J. Pharoah Doss: LeBron’s school didn’t promise miracles  

In this July 30, 2018, file photo, LeBron James speaks at the opening ceremony for the I Promise School in Akron, Ohio. (AP Photo/Phil Long, File)

The Akron Beacon Journal reported that upcoming eighth graders at LeBron James’s I Promise School in Akron, Ohio, hadn’t passed the math portion of their state proficiency exam in three years. 

Right-wing publications ran harsh headlines indicating LeBron James’ school was a disaster. However, a school cannot be blamed for failing to fulfill a target that it did not expect to meet. 

In 2018, the LeBron James Family Foundation and Akron Public Schools collaborated to open the I Promise School. It began with 240 third and fourth graders, with plans to extend into grades one through eight by 2022. The school was designed to act as an intervention for the school district’s lowest-performing students. (The lowest-performing students in Akron were almost two grade levels behind.) 

The I Promise Program had operated in Akron elementary schools for over a decade prior to the establishment of this school. The students were distributed throughout the district, making it difficult to connect them with services that might assist their “growth.” The I Promise School solved that problem by placing all of the lowest-performing students in one location. 

Despite being lauded as a LeBron James-founded institution, I Promise School is not a private or charter school. According to Michelle Campbell, Executive Director of the LeBron James Family Foundation, by incorporating I Promise into the public school system, “what we’re doing becomes scalable,” and the school will serve as a “learning laboratory” for the rest of the country. 

As a result, Akron Public Schools controlled the curriculum and ensured that I Promise School met educational standards, while LeBron served as the primary donor to help shape the outside-the-classroom goals of the school. The school’s declared goal is to improve the well-being of residents across Akron—not just the students. The school will put in place support services that are uncommon in traditional public schools. 
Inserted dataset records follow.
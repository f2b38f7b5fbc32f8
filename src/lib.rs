//! Terminal client for the CryptoDesk task API.

pub mod api;
pub mod app;
pub mod auth;
pub mod config;
pub mod logging;
pub mod runtime;
pub mod session;
pub mod task;
pub mod task_board;
pub mod ui;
The school provides a family resource center where families can find GED programs, English as a Second Language classes, and child care. A barbershop, a hair salon, a financial literacy tutorial, and a food pantry are available to family members. 

As far as the students are concerned, the master plan for I Promise School claims that the school will utilize the best practices of STEM education and provide programs to assist students in regulating their emotions, developing self-awareness, and cooperating with others. Their grand strategy is to “educate the whole child.” However, most of the critics believe that I Promise School students have failed the math component of the state exam because of this holistic approach to education. 
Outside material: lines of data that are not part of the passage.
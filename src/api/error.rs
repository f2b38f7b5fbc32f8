//! Errors returned by the API client and how they read on screen.

use reqwest::StatusCode;
use serde::Deserialize;

#[derive(Debug, thiserror::Error)]
pub enum ApiError {
    /// No response was received.
    #[error("request to {url} failed: {source}")]
    Transport {
        url: String,
        #[source]
        source: reqwest::Error,
    },
    /// The backend answered with a non-2xx status.
    #[error("{method} {path} returned {status}")]
    Status {
        method: String,
        path: String,
        status: StatusCode,
        /// Body parsed as JSON, when it was JSON.
        payload: Option<serde_json::Value>,
        /// Raw body text.
        text: String,
    },
    /// A 2xx body did not match the expected shape.
    #[error("unexpected response from {path}: {source}")]
    Decode {
        path: String,
        #[source]
        source: serde_json::Error,
    },
    #[error("could not encode request body: {0}")]
    Encode(#[from] serde_json::Error),
}

/// The `detail` field of a backend error body.
#[derive(Debug, Clone, PartialEq, Eq, Deserialize)]
#[serde(untagged)]
pub enum ErrorDetail {
    Message(String),
    Validation(Vec<ValidationIssue>),
}

/// One entry of a validation error list.
#[derive(Debug, Clone, PartialEq, Eq, Deserialize)]
pub struct ValidationIssue {
    pub msg: String,
    #[serde(default)]
    pub loc: Vec<LocSegment>,
    #[serde(default, rename = "type")]
    pub kind: Option<String>,
}

#[derive(Debug, Clone, PartialEq, Eq, Deserialize)]
#[serde(untagged)]
pub enum LocSegment {
    Field(String),
    Index(i64),
}

#[derive(Debug, Deserialize)]
struct ErrorBody {
    detail: ErrorDetail,
}

impl ValidationIssue {
    /// The field the issue refers to: the last named segment of `loc`, ignoring
    /// the `body`/`query` prefix.
    pub fn field(&self) -> Option<&str> {
        self.loc.iter().rev().find_map(|segment| match segment {
            LocSegment::Field(name) if !matches!(name.as_str(), "body" | "query" | "path") => {
                Some(name.as_str())
            }
            _ => None,
        })
    }

    pub fn describe(&self) -> String {
        match self.field() {
            Some(field) => format!("{field}: {}", self.msg),
            None => self.msg.clone(),
        }
    }
}

impl ApiError {
    pub fn status(&self) -> Option<StatusCode> {
        match self {
            ApiError::Status { status, .. } => Some(*status),
            _ => None,
        }
    }

    pub fn is_unauthorized(&self) -> bool {
        self.status() == Some(StatusCode::UNAUTHORIZED)
    }

    pub fn is_transport(&self) -> bool {
        matches!(self, ApiError::Transport { .. })
    }

    /// Parsed `detail` of a non-2xx response, if the backend sent one.
    pub fn detail(&self) -> Option<ErrorDetail> {
        match self {
            ApiError::Status {
                payload: Some(payload),
                ..
            } => serde_json::from_value::<ErrorBody>(payload.clone())
                .ok()
                .map(|body| body.detail),
            _ => None,
        }
    }

    /// Short message for the notice line.
    ///
    /// Validation lists show their first issue with its field, plain details
    /// are shown as sent, anything else falls back to a generic line.
    pub fn user_message(&self) -> String {
        match self {
            ApiError::Transport { .. } => "Request failed, check the log for details".to_string(),
            ApiError::Decode { .. } => "Unexpected response from server".to_string(),
            ApiError::Encode(_) => "Could not encode request".to_string(),
            ApiError::Status { status, .. } => match self.detail() {
                Some(ErrorDetail::Message(message)) => message,
                Some(ErrorDetail::Validation(issues)) => match issues.first() {
                    Some(issue) => issue.describe(),
                    None => format!("Request rejected ({status})"),
                },
                None => format!("Request failed ({status})"),
            },
        }
    }
}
Because academics are a portion of the student but not everything, holistic education encourages teachers to consider the student as a whole. Other elements of the person must be nurtured as well. It is the student’s lack of these other elements that prevents them from learning in a traditional setting. As an intervention, holistic education can help them “grow” into grade-level learners. 

The New York Times reported that within its first year, 90 percent of I Promise School’s inaugural class met or exceeded “growth goals” in reading and math. The I Promise School was praised for its success. Two Democratic Senators even introduced a bill to fund partnerships between schools and communities in an attempt to replicate the I Promise model in places that don’t have “a LeBron James.” 

However, the use of the term “growth goals” was misleading. 

Students make progress in “growth”, achievement, or both. “Growth” measures students’ personal growth from one year to the next, whereas accomplishment determines whether students are performing at grade level. For all of this time, the school has received A’s for “growth” but F’s for “achievement.”  

The pandemic and the school closures, according to Akron’s School Board President, hurt I Promise School, but the pandemic also hurt students who didn’t attend I Promise. The kids who didn’t attend I Promise, the ones without all the resources, are actually performing better. “I’m just trying to understand why,” he said. “I think it’s a fair question to ask.” 

And there’s a fair answer. 

I Promise School aimed for “growth” and hoped for achievement but never promised miracles.